Sie liegen mit Ihrer Vermutung richtig. Mir bereiten Grossereignisse den grössten Spass, das war schon als Kind so. Seit meiner Kindheit gilt: Je grösser der Druck, umso schneller laufe ich.

Was haben Sie seit Belgrad gemacht? Haben Sie schon wieder trainiert?
Jein. Sagen wir es so: Ich habe mich bewegt. Zuhause auf dem Hometrainer, mit den Kraftgeräten, so dass der Körper aktiv bleibt, mehr noch nicht.

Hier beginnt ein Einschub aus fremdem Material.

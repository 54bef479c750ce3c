//! Process-based hook runner
//!
//! This module provides [`ProcessHookRunner`], which executes a hook as a
//! child process with the event payload piped to its stdin.

use std::path::Path;
use std::process::Stdio;
use std::sync::Arc;
use std::time::{Duration, Instant};

use async_trait::async_trait;
use tokio::io::{AsyncBufReadExt, AsyncRead, AsyncWriteExt, BufReader};
use tokio::process::{Child, Command};
use tokio::sync::Mutex;
use tokio::task::JoinHandle;
use tokio::time::timeout;
use tracing::{debug, error, warn};

use crate::error::WireError;
use crate::event::HookEvent;
use crate::runner::{HookExecutor, HookInvocation, HookResolver, InvocationStatus};
use uuid::Uuid;

/// How long a timed-out child gets to react to SIGTERM before SIGKILL
const KILL_GRACE: Duration = Duration::from_secs(2);

/// How long to wait for the stream readers to drain after process exit
const DRAIN_GRACE: Duration = Duration::from_secs(2);

/// Executes hooks as child processes
///
/// # Invocation Lifecycle
///
/// 1. **Resolve** - Locate the executable via [`HookResolver`]
/// 2. **Spawn** - Start the process with piped stdin/stdout/stderr
/// 3. **Feed** - Write the event's raw JSON to stdin, then close it
/// 4. **Stream** - Reader tasks tee stdout/stderr to the dispatcher's own
///    streams in real time while capturing them for the record
/// 5. **Wait** - Await exit within the wall-clock timeout; on expiry the
///    child is killed (SIGTERM, short grace, then SIGKILL on Unix)
///
/// # Example
///
/// ```no_run
/// use hookwire::event::{EventKind, HookEvent};
/// use hookwire::runner::{HookExecutor, HookResolver, ProcessHookRunner, DEFAULT_HOOK_TIMEOUT};
/// use serde_json::json;
///
/// # async fn example() {
/// let runner = ProcessHookRunner::new(HookResolver::default());
/// let event = HookEvent::tool_use(
///     EventKind::PreToolUse,
///     "session-1",
///     "Bash",
///     json!({"command": "npm install left-pad"}),
/// );
/// let record = runner.run("check-package-age", &event, DEFAULT_HOOK_TIMEOUT).await;
/// println!("exit: {:?}", record.exit_code);
/// # }
/// ```
pub struct ProcessHookRunner {
    /// Locates hook executables
    resolver: HookResolver,
    /// Whether child output is echoed to the dispatcher's own streams
    echo: bool,
}

impl ProcessHookRunner {
    /// Create a runner that echoes child output live (the normal mode)
    pub fn new(resolver: HookResolver) -> Self {
        Self {
            resolver,
            echo: true,
        }
    }

    /// Disable live echoing of child output; capture only
    ///
    /// Used by tests that assert on captured output without polluting the
    /// test harness's streams.
    pub fn silent(mut self) -> Self {
        self.echo = false;
        self
    }

    /// Spawn a reader task that tees one child stream
    ///
    /// Each line is echoed to the dispatcher's corresponding stream as it
    /// arrives (when echoing is on) and appended to the capture buffer.
    fn spawn_capture_task<R>(
        stream: R,
        buffer: Arc<Mutex<String>>,
        echo: bool,
        to_stderr: bool,
    ) -> JoinHandle<()>
    where
        R: AsyncRead + Unpin + Send + 'static,
    {
        tokio::spawn(async move {
            let mut lines = BufReader::new(stream).lines();
            while let Ok(Some(line)) = lines.next_line().await {
                if echo {
                    if to_stderr {
                        eprintln!("{line}");
                    } else {
                        println!("{line}");
                    }
                }
                let mut buf = buffer.lock().await;
                buf.push_str(&line);
                buf.push('\n');
            }
        })
    }

    /// Kill a timed-out child: SIGTERM, short grace, then SIGKILL
    async fn kill_child(child: &mut Child) {
        #[cfg(unix)]
        {
            use nix::sys::signal::{kill, Signal};
            use nix::unistd::Pid;

            if let Some(pid) = child.id() {
                debug!("Sending SIGTERM to pid {}", pid);
                let _ = kill(Pid::from_raw(pid as i32), Signal::SIGTERM);

                if timeout(KILL_GRACE, child.wait()).await.is_ok() {
                    return;
                }

                warn!("SIGTERM ignored, sending SIGKILL to pid {}", pid);
                let _ = kill(Pid::from_raw(pid as i32), Signal::SIGKILL);
            }
            let _ = child.wait().await;
        }

        #[cfg(not(unix))]
        {
            debug!("Force killing timed-out hook process");
            let _ = child.kill().await;
        }
    }

    /// Spawn the hook and see it through to a terminal state
    ///
    /// Returns `Err` only for spawn-time failures; the caller converts those
    /// into `SpawnError` records.
    async fn spawn_and_wait(
        &self,
        hook_name: &str,
        path: &Path,
        event: &HookEvent,
        deadline: Duration,
    ) -> Result<HookInvocation, WireError> {
        let payload = serde_json::to_vec(event.raw())?;
        let started = Instant::now();

        let mut cmd = Command::new(path);
        cmd.stdin(Stdio::piped())
            .stdout(Stdio::piped())
            .stderr(Stdio::piped())
            .env("HOOKWIRE_HOOK_NAME", hook_name)
            .env("HOOKWIRE_EVENT", event.kind.as_str())
            .kill_on_drop(true);

        debug!("Spawning hook '{}' at {}", hook_name, path.display());

        let mut child = cmd.spawn().map_err(|e| WireError::Spawn {
            hook: hook_name.to_string(),
            source: e,
        })?;

        let capture_failure = || WireError::Spawn {
            hook: hook_name.to_string(),
            source: std::io::Error::other("failed to capture child stdio"),
        };
        let mut stdin = child.stdin.take().ok_or_else(capture_failure)?;
        let stdout = child.stdout.take().ok_or_else(capture_failure)?;
        let stderr = child.stderr.take().ok_or_else(capture_failure)?;

        let stdout_buf = Arc::new(Mutex::new(String::new()));
        let stderr_buf = Arc::new(Mutex::new(String::new()));
        let mut stdout_task =
            Self::spawn_capture_task(stdout, stdout_buf.clone(), self.echo, false);
        let mut stderr_task = Self::spawn_capture_task(stderr, stderr_buf.clone(), self.echo, true);

        // Writer runs as its own task: a hook that never reads its stdin must
        // not stall the wait below. A broken pipe here just means the hook
        // exited without consuming the payload.
        tokio::spawn(async move {
            if let Err(e) = stdin.write_all(&payload).await {
                debug!("Hook did not consume its event payload: {}", e);
            }
            let _ = stdin.shutdown().await;
        });

        let exit = match timeout(deadline, child.wait()).await {
            Ok(Ok(status)) => Some(status),
            Ok(Err(e)) => {
                return Err(WireError::Spawn {
                    hook: hook_name.to_string(),
                    source: e,
                });
            }
            Err(_) => {
                warn!(
                    "Hook '{}' exceeded its {}ms timeout, killing",
                    hook_name,
                    deadline.as_millis()
                );
                Self::kill_child(&mut child).await;
                None
            }
        };

        // Drain the readers; a grandchild holding the pipes open must not
        // hang the dispatch past the drain grace.
        if timeout(DRAIN_GRACE, &mut stdout_task).await.is_err() {
            stdout_task.abort();
        }
        if timeout(DRAIN_GRACE, &mut stderr_task).await.is_err() {
            stderr_task.abort();
        }

        let (status, exit_code) = match exit {
            Some(status) => {
                debug!("Hook '{}' exited with {:?}", hook_name, status.code());
                (InvocationStatus::Completed, status.code())
            }
            None => (InvocationStatus::TimedOut, None),
        };

        Ok(HookInvocation {
            id: Uuid::new_v4(),
            hook_name: hook_name.to_string(),
            status,
            exit_code,
            stdout: stdout_buf.lock().await.clone(),
            stderr: stderr_buf.lock().await.clone(),
            duration_ms: started.elapsed().as_millis() as u64,
        })
    }
}

#[async_trait]
impl HookExecutor for ProcessHookRunner {
    async fn run(&self, hook_name: &str, event: &HookEvent, timeout: Duration) -> HookInvocation {
        let Some(path) = self.resolver.find(hook_name) else {
            warn!(
                "Hook '{}' not found in {:?}",
                hook_name,
                self.resolver.search_dirs()
            );
            return HookInvocation::not_found(hook_name, self.resolver.searched());
        };

        match self.spawn_and_wait(hook_name, &path, event, timeout).await {
            Ok(record) => record,
            Err(e) => {
                error!("{e}");
                HookInvocation::spawn_error(hook_name, e)
            }
        }
    }
}

#[cfg(test)]
mod tests {
    use super::*;
    use crate::event::EventKind;
    use serde_json::json;
    use std::fs;
    use std::path::PathBuf;

    fn test_event() -> HookEvent {
        HookEvent::tool_use(
            EventKind::PreToolUse,
            "session-test",
            "Bash",
            json!({"command": "ls"}),
        )
    }

    #[cfg(unix)]
    fn write_script(dir: &Path, name: &str, body: &str) -> PathBuf {
        use std::os::unix::fs::PermissionsExt;

        let path = dir.join(name);
        fs::write(&path, format!("#!/bin/sh\n{body}\n")).unwrap();
        fs::set_permissions(&path, fs::Permissions::from_mode(0o755)).unwrap();
        path
    }

    fn runner_for(dir: &Path) -> ProcessHookRunner {
        ProcessHookRunner::new(HookResolver::new(vec![dir.to_path_buf()])).silent()
    }

    #[tokio::test]
    async fn test_missing_hook_yields_not_found() {
        let dir = tempfile::tempdir().unwrap();
        let runner = runner_for(dir.path());

        let record = runner
            .run("no-such-hook", &test_event(), Duration::from_secs(5))
            .await;

        assert_eq!(record.status, InvocationStatus::NotFound);
        assert_eq!(record.exit_code, None);
        assert!(record.stderr.contains("no-such-hook"));
    }

    #[cfg(unix)]
    #[tokio::test]
    async fn test_successful_hook_captures_output() {
        let dir = tempfile::tempdir().unwrap();
        write_script(dir.path(), "greeter", "echo all good\nexit 0");
        let runner = runner_for(dir.path());

        let record = runner
            .run("greeter", &test_event(), Duration::from_secs(5))
            .await;

        assert_eq!(record.status, InvocationStatus::Completed);
        assert_eq!(record.exit_code, Some(0));
        assert_eq!(record.stdout, "all good\n");
    }

    #[cfg(unix)]
    #[tokio::test]
    async fn test_blocking_exit_code_is_reported() {
        let dir = tempfile::tempdir().unwrap();
        write_script(dir.path(), "vetoer", "echo nope >&2\nexit 2");
        let runner = runner_for(dir.path());

        let record = runner
            .run("vetoer", &test_event(), Duration::from_secs(5))
            .await;

        assert_eq!(record.status, InvocationStatus::Completed);
        assert_eq!(record.exit_code, Some(2));
        assert!(record.stderr.contains("nope"));
    }

    #[cfg(unix)]
    #[tokio::test]
    async fn test_event_payload_arrives_on_stdin() {
        let dir = tempfile::tempdir().unwrap();
        write_script(dir.path(), "echoer", "cat");
        let runner = runner_for(dir.path());

        let record = runner
            .run("echoer", &test_event(), Duration::from_secs(5))
            .await;

        assert_eq!(record.status, InvocationStatus::Completed);
        let payload: serde_json::Value = serde_json::from_str(record.stdout.trim()).unwrap();
        assert_eq!(payload["hook_event_name"], "PreToolUse");
        assert_eq!(payload["tool_input"]["command"], "ls");
    }

    #[cfg(unix)]
    #[tokio::test]
    async fn test_hook_env_attribution() {
        let dir = tempfile::tempdir().unwrap();
        write_script(
            dir.path(),
            "env-probe",
            "echo \"$HOOKWIRE_HOOK_NAME/$HOOKWIRE_EVENT\"",
        );
        let runner = runner_for(dir.path());

        let record = runner
            .run("env-probe", &test_event(), Duration::from_secs(5))
            .await;

        assert_eq!(record.stdout.trim(), "env-probe/PreToolUse");
    }

    #[cfg(unix)]
    #[tokio::test]
    async fn test_timeout_kills_the_process() {
        let dir = tempfile::tempdir().unwrap();
        write_script(dir.path(), "sleeper", "sleep 60");
        let runner = runner_for(dir.path());

        let started = Instant::now();
        let record = runner
            .run("sleeper", &test_event(), Duration::from_millis(200))
            .await;

        assert_eq!(record.status, InvocationStatus::TimedOut);
        assert_eq!(record.exit_code, None);
        // timeout + SIGTERM grace + drain grace, with margin
        assert!(started.elapsed() < Duration::from_secs(10));
    }

    #[cfg(unix)]
    #[tokio::test]
    async fn test_non_executable_hook_is_spawn_error() {
        let dir = tempfile::tempdir().unwrap();
        // Present on disk but not executable
        fs::write(dir.path().join("broken"), "#!/bin/sh\nexit 0\n").unwrap();
        let runner = runner_for(dir.path());

        let record = runner
            .run("broken", &test_event(), Duration::from_secs(5))
            .await;

        assert_eq!(record.status, InvocationStatus::SpawnError);
        assert_eq!(record.exit_code, None);
    }

    #[cfg(unix)]
    #[tokio::test]
    async fn test_hook_that_ignores_stdin_still_completes() {
        let dir = tempfile::tempdir().unwrap();
        write_script(dir.path(), "ignorer", "exit 0");
        let runner = runner_for(dir.path());

        let record = runner
            .run("ignorer", &test_event(), Duration::from_secs(5))
            .await;

        assert_eq!(record.status, InvocationStatus::Completed);
        assert_eq!(record.exit_code, Some(0));
    }
}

Gleich werden Sie wieder gefordert. Zuerst kommt die WM in Eugene vom 15. bis 24. Juli. Alles andere als Gold wäre eine Enttäuschung?
Man muss wissen, dass zwischen 60 Meter in der Halle, wo immer die gleichen Bedingungen herrschen, und 100 Meter ein grosser Unterschied besteht. Aber die Tatsache, dass ich im letzten Sommer schon sehr schnell war und nicht ein einziges schlechtes Rennen hatte, stimmt mich zuversichtlich. In diesem Jahr klappt das ebenso, zum Glück auf einem noch höheren Niveau.

Sie sind als schnellste Frau ja «la femme à battre».
Das ist schön zu wissen, doch damit habe ich weder an der WM noch an der EM im Voraus etwas gewonnen. Es gibt immer auch Gegnerinnen, und wie schnell diese laufen, kann ich nicht beeinflussen.

An der EM in München vom 15. bis 21. August wird die Ausgangslage ähnlich sein. Ein geschichtsträchtiger Ort, wo 1972 die Olympischen Spiele stattfanden. 11,07 war die Siegerzeit Renate Stechers.
Eine beachtliche Zeit, bedenkt man, dass seither 50 Jahre vergangen sind. Ich denke, dass die Voraussetzungen in München ähnlich sein werden wie an der WM.

Für eine Sprinterin ist die Balance zwischen Souplesse, Spritzigkeit, Explosivität auf der einen und Kraft auf der anderen Seite wichtig. Wie schaffen Sie diesen Spagat?
Das ist das Verdienst meiner Trainer, Adrian Rothenbühler und Florian Clivaz. Es ist unglaublich, wie gut die beiden mich kennen und wissen, was ich brauche. Ich habe viel Vertrauen in ihre Arbeit, gebe ihnen aber auch die notwendigen Rückmeldungen.

Wie gehen Sie damit um, dass Sie für Tausende von Mädchen ein Vorbild sind?
Das freut mich ungemein. Ich hoffe, dass auch einige Buben darunter sind. Ich habe als kleines Mädchen auch zu den erfolgreichen Leichtathletinnen und Leichtathleten aufgeschaut. Dass ich jetzt Vorbild sein darf, ist eine grossartige Erfahrung.

Zuletzt noch eine Frage, welche die Bernerinnen und Berner brennend interessiert: Sind Sie am 14. Juni beim Citius-Meeting am Start?
Definitiv kann ich das noch nicht bestätigen, doch wenn es machbar ist, trete ich vor meinem Heimpublikum an.